> [WHAT THIS TASK INVOLVES]
Lines below containing the word "None" should be copied out.
(INPUT MATERIAL begins)
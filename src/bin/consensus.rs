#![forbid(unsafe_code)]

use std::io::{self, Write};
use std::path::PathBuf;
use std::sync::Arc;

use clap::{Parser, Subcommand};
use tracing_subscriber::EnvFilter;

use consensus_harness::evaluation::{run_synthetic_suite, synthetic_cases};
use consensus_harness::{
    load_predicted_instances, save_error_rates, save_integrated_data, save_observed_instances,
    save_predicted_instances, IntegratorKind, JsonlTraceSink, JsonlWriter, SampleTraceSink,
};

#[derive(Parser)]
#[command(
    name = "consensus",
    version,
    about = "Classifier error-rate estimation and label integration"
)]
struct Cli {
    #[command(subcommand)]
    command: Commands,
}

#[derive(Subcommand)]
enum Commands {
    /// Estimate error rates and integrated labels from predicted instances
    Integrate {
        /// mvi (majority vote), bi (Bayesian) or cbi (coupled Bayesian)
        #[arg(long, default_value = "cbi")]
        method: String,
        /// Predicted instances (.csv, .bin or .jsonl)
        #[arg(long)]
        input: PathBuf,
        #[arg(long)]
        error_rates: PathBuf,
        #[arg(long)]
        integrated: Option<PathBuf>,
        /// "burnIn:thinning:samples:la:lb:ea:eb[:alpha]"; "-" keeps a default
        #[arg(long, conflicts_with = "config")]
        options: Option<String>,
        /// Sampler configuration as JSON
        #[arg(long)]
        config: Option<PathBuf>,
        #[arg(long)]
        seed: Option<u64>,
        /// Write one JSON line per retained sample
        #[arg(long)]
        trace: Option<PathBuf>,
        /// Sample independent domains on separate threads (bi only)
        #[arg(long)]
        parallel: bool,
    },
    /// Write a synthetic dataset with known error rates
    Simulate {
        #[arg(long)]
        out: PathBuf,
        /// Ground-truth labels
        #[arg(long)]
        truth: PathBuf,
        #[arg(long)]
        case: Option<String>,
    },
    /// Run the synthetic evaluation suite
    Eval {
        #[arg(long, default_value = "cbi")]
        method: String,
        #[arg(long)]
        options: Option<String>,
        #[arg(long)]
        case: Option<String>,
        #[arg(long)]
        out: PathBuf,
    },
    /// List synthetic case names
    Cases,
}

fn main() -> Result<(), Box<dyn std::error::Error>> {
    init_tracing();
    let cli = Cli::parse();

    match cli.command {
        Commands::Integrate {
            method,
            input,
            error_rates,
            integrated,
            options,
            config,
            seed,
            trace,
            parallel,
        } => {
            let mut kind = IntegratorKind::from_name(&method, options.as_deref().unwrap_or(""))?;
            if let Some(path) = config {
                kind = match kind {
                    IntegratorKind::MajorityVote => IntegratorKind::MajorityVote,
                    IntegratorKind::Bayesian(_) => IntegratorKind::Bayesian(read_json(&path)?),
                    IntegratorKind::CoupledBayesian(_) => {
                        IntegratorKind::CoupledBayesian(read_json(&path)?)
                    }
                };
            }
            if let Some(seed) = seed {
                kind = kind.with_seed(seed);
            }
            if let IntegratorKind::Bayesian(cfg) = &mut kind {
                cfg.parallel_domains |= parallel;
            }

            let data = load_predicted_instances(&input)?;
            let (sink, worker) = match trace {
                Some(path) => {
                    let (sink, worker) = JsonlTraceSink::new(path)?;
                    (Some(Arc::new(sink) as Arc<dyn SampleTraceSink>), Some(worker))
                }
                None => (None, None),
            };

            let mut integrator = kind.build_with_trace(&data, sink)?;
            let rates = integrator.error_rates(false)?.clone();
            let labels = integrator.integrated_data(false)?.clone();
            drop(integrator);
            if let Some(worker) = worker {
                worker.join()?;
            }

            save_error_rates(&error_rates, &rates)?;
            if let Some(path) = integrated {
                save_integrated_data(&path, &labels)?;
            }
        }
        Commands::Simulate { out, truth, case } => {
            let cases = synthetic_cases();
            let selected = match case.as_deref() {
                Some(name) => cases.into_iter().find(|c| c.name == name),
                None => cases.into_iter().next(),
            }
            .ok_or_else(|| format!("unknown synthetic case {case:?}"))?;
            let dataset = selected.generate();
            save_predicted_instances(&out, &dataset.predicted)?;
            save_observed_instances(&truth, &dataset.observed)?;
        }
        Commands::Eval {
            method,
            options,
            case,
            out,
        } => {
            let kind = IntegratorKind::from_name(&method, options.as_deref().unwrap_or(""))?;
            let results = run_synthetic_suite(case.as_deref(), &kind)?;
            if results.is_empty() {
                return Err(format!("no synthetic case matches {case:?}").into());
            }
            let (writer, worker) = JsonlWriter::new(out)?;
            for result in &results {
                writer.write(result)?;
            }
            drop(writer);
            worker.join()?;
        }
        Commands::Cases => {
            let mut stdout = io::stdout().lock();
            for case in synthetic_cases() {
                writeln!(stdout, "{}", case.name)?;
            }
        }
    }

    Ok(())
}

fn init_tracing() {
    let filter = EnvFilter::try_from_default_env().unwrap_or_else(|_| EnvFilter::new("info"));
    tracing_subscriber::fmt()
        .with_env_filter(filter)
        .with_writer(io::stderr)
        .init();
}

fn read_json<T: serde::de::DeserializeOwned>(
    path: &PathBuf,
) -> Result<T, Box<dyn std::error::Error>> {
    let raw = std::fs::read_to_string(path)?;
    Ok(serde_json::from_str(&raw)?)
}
(INPUT MATERIAL ends)
> [REPLY TO THE EXERCISE]
                None => (None, None),
                None => cases.into_iter().next(),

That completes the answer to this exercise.